Ancak Ziya Selçuk’un hakkını da teslim
edelim: Göreve gelmesinin üzerinden bir yıl bile geçmeden, makamı kendisine
lütfedenleri bir biçimde ikna ederek, yetersiz de olsa, okula başlama yaşını 60
aydan 69 aya çekebilme iznini aldı. Hiç yoktan iyidir. Umarım bu, halefi
atanıncaya dek toplum adına elde edebildiği tek başarısı olarak kalmaz.”

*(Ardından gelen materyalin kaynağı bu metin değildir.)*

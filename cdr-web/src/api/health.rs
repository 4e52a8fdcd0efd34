//! Health check endpoint

use axum::{extract::State, routing::get, Json, Router};
use chrono::Utc;
use serde::Serialize;
use uuid::Uuid;

use crate::AppState;

/// Health check response
#[derive(Debug, Serialize)]
pub struct HealthResponse {
    pub status: String,
    pub module: String,
    pub version: String,
    pub git_hash: String,
    pub build_timestamp: String,
    pub build_profile: String,
    pub uptime_seconds: u64,
    /// Run currently pending or running, if any
    #[serde(skip_serializing_if = "Option::is_none")]
    pub active_run: Option<Uuid>,
}

/// GET /health
pub async fn health_check(State(state): State<AppState>) -> Json<HealthResponse> {
    let uptime = Utc::now().signed_duration_since(state.startup_time);

    Json(HealthResponse {
        status: "ok".to_string(),
        module: "cdr-web".to_string(),
        version: env!("CARGO_PKG_VERSION").to_string(),
        git_hash: env!("GIT_HASH").to_string(),
        build_timestamp: env!("BUILD_TIMESTAMP").to_string(),
        build_profile: env!("BUILD_PROFILE").to_string(),
        uptime_seconds: uptime.num_seconds().max(0) as u64,
        active_run: state.orchestrator.active(),
    })
}

pub fn health_routes() -> Router<AppState> {
    Router::new().route("/health", get(health_check))
}
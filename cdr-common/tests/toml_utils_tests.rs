//! Integration tests for TOML config utilities and output root resolution

use cdr_common::config::{
    ensure_directory, load_or_create_toml_config, load_toml_config, resolve_output_root,
    write_toml_config, LoggingConfig, TomlConfig, OUTPUT_ROOT_ENV,
};
use serial_test::serial;
use std::path::PathBuf;
use tempfile::TempDir;

fn sample_config() -> TomlConfig {
    TomlConfig {
        output_root: Some(PathBuf::from("/srv/crash-runs")),
        bind_addr: "0.0.0.0".to_string(),
        port: 8090,
        max_upload_bytes: 1024,
        logging: LoggingConfig {
            level: "debug".to_string(),
        },
        refinement_config: Some(PathBuf::from("/etc/crash-refiner/refine.toml")),
    }
}

#[test]
fn test_atomic_write_renames_to_target() {
    let temp_dir = TempDir::new().unwrap();
    let target = temp_dir.path().join("config.toml");

    write_toml_config(&sample_config(), &target).unwrap();

    assert!(target.exists());
    assert!(!temp_dir.path().join("config.toml.tmp").exists());

    let content = std::fs::read_to_string(&target).unwrap();
    assert!(content.contains("output_root"));
    assert!(content.contains("/srv/crash-runs"));
}

#[test]
fn test_write_then_load_preserves_fields() {
    let temp_dir = TempDir::new().unwrap();
    let target = temp_dir.path().join("nested").join("config.toml");

    let config = sample_config();
    write_toml_config(&config, &target).unwrap();

    let loaded = load_toml_config(&target).unwrap();
    assert_eq!(loaded, config);
}

#[test]
fn test_load_reports_parse_error() {
    let temp_dir = TempDir::new().unwrap();
    let target = temp_dir.path().join("broken.toml");
    std::fs::write(&target, "port = \"not a number\"").unwrap();

    let err = load_toml_config(&target).unwrap_err();
    assert!(err.to_string().starts_with("Cannot load config"));
    assert!(err.to_string().contains("broken.toml"));
}

#[test]
fn test_first_run_writes_defaults() {
    let temp_dir = TempDir::new().unwrap();
    let target = temp_dir.path().join("crash-refiner").join("config.toml");

    let config = load_or_create_toml_config(&target).unwrap();
    assert_eq!(config, TomlConfig::default());
    assert_eq!(load_toml_config(&target).unwrap(), TomlConfig::default());
}

#[test]
fn test_existing_config_is_not_overwritten() {
    let temp_dir = TempDir::new().unwrap();
    let target = temp_dir.path().join("config.toml");
    write_toml_config(&sample_config(), &target).unwrap();

    let config = load_or_create_toml_config(&target).unwrap();
    assert_eq!(config, sample_config());
}

#[test]
fn test_unwritable_first_run_falls_back_to_defaults() {
    let temp_dir = TempDir::new().unwrap();
    let blocker = temp_dir.path().join("blocker");
    std::fs::write(&blocker, "x").unwrap();

    let config = load_or_create_toml_config(&blocker.join("config.toml")).unwrap();
    assert_eq!(config, TomlConfig::default());
}

#[test]
#[serial]
fn test_env_var_beats_toml() {
    let config = sample_config();
    std::env::set_var(OUTPUT_ROOT_ENV, "/from/env");
    let resolved = resolve_output_root(None, &config);
    std::env::remove_var(OUTPUT_ROOT_ENV);

    assert_eq!(resolved, PathBuf::from("/from/env"));
}

#[test]
#[serial]
fn test_toml_used_without_env_or_cli() {
    std::env::remove_var(OUTPUT_ROOT_ENV);
    let resolved = resolve_output_root(None, &sample_config());
    assert_eq!(resolved, PathBuf::from("/srv/crash-runs"));
}

#[test]
fn test_ensure_directory_creates_missing() {
    let temp_dir = TempDir::new().unwrap();
    let root = temp_dir.path().join("a").join("b");

    let created = ensure_directory(&root).unwrap();
    assert_eq!(created, root);
    assert!(root.is_dir());
}

#[test]
fn test_ensure_directory_rejects_file() {
    let temp_dir = TempDir::new().unwrap();
    let file = temp_dir.path().join("not_a_dir");
    std::fs::write(&file, "x").unwrap();

    assert!(ensure_directory(&file).is_err());
}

Bu sözlerimizin üzerinden bir ay bile
geçmeden, yazdıklarımızı destekleyen bir bilgi gazetelere düştü. Hem de Ziya
Selçuk’un olası halefinin de adını telaffuz eden bir bilgi…
Saray iktidarı
çevresinden isabetli bilgiler alabilen gazetecilerden birisi olan Yeniçağ
Gazetesi yazarı Ahmet Takan “3600 ek gösterge damada takıldı”2 başlıklı yazısında, yukarıdaki bilgileri
teyit edercesine şöyle dedi:
“Eğitim
Bakanı Ziya Selçuk, Ekim ayında verdiği müjde haberi ile yanlış yaptı!.. Bence,
Bakan bey, Cumhur Hükümeti (!) sistemini kavrayamamış. Bakanların bu sistemde
figüran bürokrat rolünden öteye gidemeyeceği gerçeğinin herhalde farkında
değil. Zaten yakın bir zamanda yapılacak kabine(de) değişikliği ile ilgili
dedikodularda da adı geçiyor.”
Odatv’de “Erdoğan mı Ziya Selçuk mu
yalan söylüyor” başlığıyla yayınlanan, “ Ziya Selçuk’un sözünün hükmü ya da 3600
konusunda kim yalan söylüyor?”3 diye
sorduğumuz 25 Kasım tarihli yazıda ise Bakanın verdiği sözlerle, o makama neden
getirildiğini, o makamın kendisine hangi amaçla lütfedildiğini unutmuş olduğu
tespitinde bulunarak şöyle demiştik:
“Hem Ziya Selçuk hem de tüm eğitim
camiası ve Türkiye öğrendi ki bakanın ağzından çıkan bir söz, ona o makamı ve
statüyü lütfedenlerin mührü vurulmadığı sürece hükümsüzdür. Çünkü Ziya Selçuk,
o makama, bakanlık koltuğuna, herhangi bir konuda icraatta bulunsun, başta
öğretmenler olmak üzere, kendi personeline sözler versin ve yerine getirsin
diye oturtulmamıştır. Aksine kabinenin imajı açısından, yalnızca izin verildiği
kadarını yapsın ve kamuoyunda temsil görevinin gereği olarak rolünü oynasın
diye getirilmiştir.
Ancak Milli Eğitim
Bakanı, beklendiği gibi, kamuoyunda ve öğretmenler arasında gördüğü ilginin de
etkisiyle, kendisine lütfedilen makam ve statünün asıl olarak imaj için
olduğunu kısa zamanda unutmuştur.”
İmaj için kendisine
kabinede görev verildiğini unutarak, yaptığı birçok konuşmada, icracı bir bakan
hüviyeti sergileyen Ziya Selçuk’un ne kadar süre daha görevini sürdüreceği
şimdilik bilinemese de halefinin kim olacağına ilişkin iddia yine Ahmet
Takan’ın yazısında yer aldı.
Halef Bilal Erdoğan mı?
Takan, “Hem sizler hem
de Bakan bey için yeni rejimde Türkiye'nin nasıl yönetildiğine dair
net fotoğrafı bir kez daha ortaya koyalım” dedikten sonra şu bilgileri
paylaştı:
“İbrahim Kalın; Dış siyaset ve güvenlik
politikalarından sorumlu...
Berat Albayrak; Ekonomi ve ticaretten
sorumlu...
Bilal Erdoğan; Eğitim, kültür ve gelecek nesillerin
yetiştirilmesinden sorumlu.
Bu üçlünün en tepesinde de baş koordinatör ve son
karar verici R. Erdoğan var. Gerisi hikaye!”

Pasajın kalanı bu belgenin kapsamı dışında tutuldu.